Nortel Networks, which has spent much of the year selling off portions of its business, regained its position at the top of a resurgent voice over IP market in the second quarter, according to analyst firm Dell’Oro Group.
According to a Dell’Oro Group report issued Sept. 9, Nortel stood atop a VOIP market that saw a 7 percent jump in revenue-to $737 million-from the first quarter, fueled in large part by service providers’ drive to refresh equipment and license inventories.
Those providers also bought infrastructure designed to meet the short-term needs of their customers, the analyst firm said.

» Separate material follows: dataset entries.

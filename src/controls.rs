//! Crawl throttle controls and the command-line surface that builds them.

use clap::Parser;
use std::net::SocketAddr;
use std::path::PathBuf;
use std::time::Duration;

const DEFAULT_USER_AGENT: &str = concat!("lemmacrawl/", env!("CARGO_PKG_VERSION"));

/// Tunable knobs that bound crawl behavior.
#[derive(Clone, Debug, PartialEq, Eq)]
pub struct CrawlControls {
    politeness_delay: Duration,
    user_agent: String,
    referrer: Option<String>,
    request_timeout: Duration,
    max_depth: Option<usize>,
}

impl CrawlControls {
    /// Constructs a new set of crawl controls.
    pub fn new(
        politeness_delay: Duration,
        user_agent: String,
        referrer: Option<String>,
        request_timeout: Duration,
        max_depth: Option<usize>,
    ) -> Self {
        Self {
            politeness_delay,
            user_agent,
            referrer,
            request_timeout,
            max_depth,
        }
    }

    /// Time to wait before each fetch.
    pub fn politeness_delay(&self) -> Duration {
        self.politeness_delay
    }

    /// User agent sent with every request.
    pub fn user_agent(&self) -> &str {
        &self.user_agent
    }

    /// Referrer header sent with every request, if any.
    pub fn referrer(&self) -> Option<&str> {
        self.referrer.as_deref()
    }

    /// Upper bound on a single request, connect through body.
    pub fn request_timeout(&self) -> Duration {
        self.request_timeout
    }

    /// Deepest link level followed from a site root; `None` is unbounded.
    pub fn max_depth(&self) -> Option<usize> {
        self.max_depth
    }

    /// Returns a copy with a different politeness delay.
    pub fn with_politeness_delay(mut self, delay: Duration) -> Self {
        self.politeness_delay = delay;
        self
    }

    /// Returns a copy with a different referrer.
    pub fn with_referrer(mut self, referrer: Option<String>) -> Self {
        self.referrer = referrer;
        self
    }

    /// Returns a copy with a different depth cap.
    pub fn with_max_depth(mut self, max_depth: Option<usize>) -> Self {
        self.max_depth = max_depth;
        self
    }

    /// Whether a page found at `depth` may still be fetched.
    pub fn allows_depth(&self, depth: usize) -> bool {
        self.max_depth.map_or(true, |max| depth <= max)
    }
}

impl Default for CrawlControls {
    fn default() -> Self {
        Self {
            politeness_delay: Duration::from_millis(100),
            user_agent: DEFAULT_USER_AGENT.to_string(),
            referrer: None,
            request_timeout: Duration::from_secs(30),
            max_depth: None,
        }
    }
}

/// Command-line interface for the search API binary.
#[derive(Parser, Debug, Clone)]
#[command(name = "lemmacrawl-api", about = "Site crawler with lemma search over HTTP")]
pub struct Cli {
    /// Address to bind the HTTP server to
    #[arg(long, env = "LEMMACRAWL_BIND", default_value = "127.0.0.1:8080")]
    pub bind: SocketAddr,

    /// TOML file listing the sites to crawl
    #[arg(long, env = "LEMMACRAWL_SITES", default_value = "sites.toml")]
    pub sites: PathBuf,

    /// Tab-separated morphology dictionary (built-in function words only when omitted)
    #[arg(long, env = "LEMMACRAWL_DICTIONARY")]
    pub dictionary: Option<PathBuf>,

    /// Milliseconds to wait before each fetch
    #[arg(long, env = "LEMMACRAWL_POLITENESS_MS", default_value_t = 100)]
    pub politeness_ms: u64,

    /// User agent sent with crawl requests
    #[arg(long, env = "LEMMACRAWL_USER_AGENT", default_value = DEFAULT_USER_AGENT)]
    pub user_agent: String,

    /// Referrer header sent with crawl requests
    #[arg(long, env = "LEMMACRAWL_REFERRER")]
    pub referrer: Option<String>,

    /// Per-request timeout in seconds
    #[arg(long, env = "LEMMACRAWL_TIMEOUT_SECS", default_value_t = 30)]
    pub timeout_secs: u64,

    /// Maximum link depth from each site root (unbounded when omitted)
    #[arg(long, env = "LEMMACRAWL_MAX_DEPTH")]
    pub max_depth: Option<usize>,

    /// Postgres connection string; in-memory storage when omitted
    #[arg(long, env = "DATABASE_URL")]
    pub database_url: Option<String>,
}

impl Cli {
    /// Converts the parsed CLI into `CrawlControls`.
    pub fn build_controls(&self) -> CrawlControls {
        CrawlControls::new(
            Duration::from_millis(self.politeness_ms),
            self.user_agent.clone(),
            self.referrer.clone().filter(|value| !value.trim().is_empty()),
            Duration::from_secs(self.timeout_secs),
            self.max_depth,
        )
    }
}
//! HTML helpers: `lol_html` for href collection, `scraper` for text extraction.

use lol_html::{element, HtmlRewriter, OutputSink, Settings};
use scraper::{ElementRef, Html, Node};

const NON_TEXT_TAGS: &[&str] = &["script", "style", "template", "noscript"];

/// Errors surfaced while scanning markup.
#[derive(Debug, thiserror::Error)]
pub enum HtmlError {
    /// The rewriter rejected the markup.
    #[error("html rewrite error: {0}")]
    Rewrite(#[from] lol_html::errors::RewritingError),
}

/// Collects every `href` of `<a>` elements in document order.
pub fn extract_hrefs(html: &str) -> Result<Vec<String>, HtmlError> {
    let mut hrefs = Vec::new();
    {
        let handler = element!("a[href]", |el| {
            if let Some(href) = el.get_attribute("href") {
                hrefs.push(href);
            }
            Ok(())
        });

        let mut rewriter = HtmlRewriter::new(
            Settings {
                element_content_handlers: vec![handler],
                ..Settings::default()
            },
            NoopSink,
        );
        rewriter.write(html.as_bytes())?;
        rewriter.end()?;
    }
    Ok(hrefs)
}

struct NoopSink;

impl OutputSink for NoopSink {
    fn handle_chunk(&mut self, _chunk: &[u8]) {}
}

/// Visible document text with whitespace collapsed.
///
/// Script, style, template and noscript contents are skipped.
pub fn plain_text(html: &str) -> String {
    let document = Html::parse_document(html);
    let mut raw = String::with_capacity(html.len() / 2);
    for node in document.root_element().descendants() {
        let Node::Text(text) = node.value() else {
            continue;
        };
        let hidden = node.ancestors().any(|ancestor| {
            ancestor
                .value()
                .as_element()
                .is_some_and(|el| NON_TEXT_TAGS.contains(&el.name()))
        });
        if hidden {
            continue;
        }
        raw.push_str(text);
        raw.push(' ');
    }
    collapse_whitespace(&raw)
}

/// Contents of the first `<title>` element, or an empty string.
pub fn page_title(html: &str) -> String {
    let document = Html::parse_document(html);
    document
        .root_element()
        .descendants()
        .filter_map(ElementRef::wrap)
        .find(|el| el.value().name() == "title")
        .map(|el| collapse_whitespace(&el.text().collect::<String>()))
        .unwrap_or_default()
}

/// Sentence-like fragments of the body used for snippets.
///
/// Every element whose own text contains a Cyrillic letter yields its full
/// collapsed text, in document order. Nested matches repeat the inner text.
pub fn text_fragments(html: &str) -> Vec<String> {
    let document = Html::parse_document(html);
    let root = document.root_element();
    let body = root
        .descendants()
        .filter_map(ElementRef::wrap)
        .find(|el| el.value().name() == "body")
        .unwrap_or(root);

    let mut fragments = Vec::new();
    for element in body.descendants().filter_map(ElementRef::wrap) {
        if NON_TEXT_TAGS.contains(&element.value().name()) {
            continue;
        }
        let own_cyrillic = element.children().any(|child| match child.value() {
            Node::Text(text) => text.chars().any(is_cyrillic),
            _ => false,
        });
        if !own_cyrillic {
            continue;
        }
        let text = collapse_whitespace(&element.text().collect::<String>());
        if !text.is_empty() {
            fragments.push(text);
        }
    }
    fragments
}

fn is_cyrillic(ch: char) -> bool {
    ('\u{0400}'..='\u{04FF}').contains(&ch)
}

/// Collapses whitespace runs into single spaces and trims both ends.
pub fn collapse_whitespace(input: &str) -> String {
    let mut buf = String::with_capacity(input.len());
    let mut last_space = false;
    for ch in input.chars() {
        if ch.is_whitespace() {
            if !last_space && !buf.is_empty() {
                buf.push(' ');
            }
            last_space = true;
        } else {
            buf.push(ch);
            last_space = false;
        }
    }
    buf.trim_end().to_string()
}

“Although the weak economy and lack of confidence in business conditions have severely reduced spending on network modernization projects, subscriber-facing equipment has seen only a modest negative impact, and business voice-over-broadband licenses on both softswitches and voice application servers remain a bright spot,” Dell’Oro Group analyst Greg Collins said in a statement.
License shipments for softswitches jumped 33 percent in the second quarter, while business voice or IP Centrex license shipments on voice application servers grew 85 percent, Collins said.
Nortel, which entered into bankruptcy earlier this year and has been working to sell off parts of its business-including its CDMA (Code Division Multiple Access) wireless business and LTE (Long Term Evolution) technologies-at the same time has been building up its unified communications offerings.
Also gaining ground in the VOIP market were smaller vendors, such as AudioCodes, MetaSwitch and Veraz. An advantage they had was not being exposed to large network upgrade projects that may have been hindered by the global recession.
Some of the larger vendors that were exposed to such projects, including Nokia Siemens Networks and Huawei, lost share, according to Dell’Oro Group.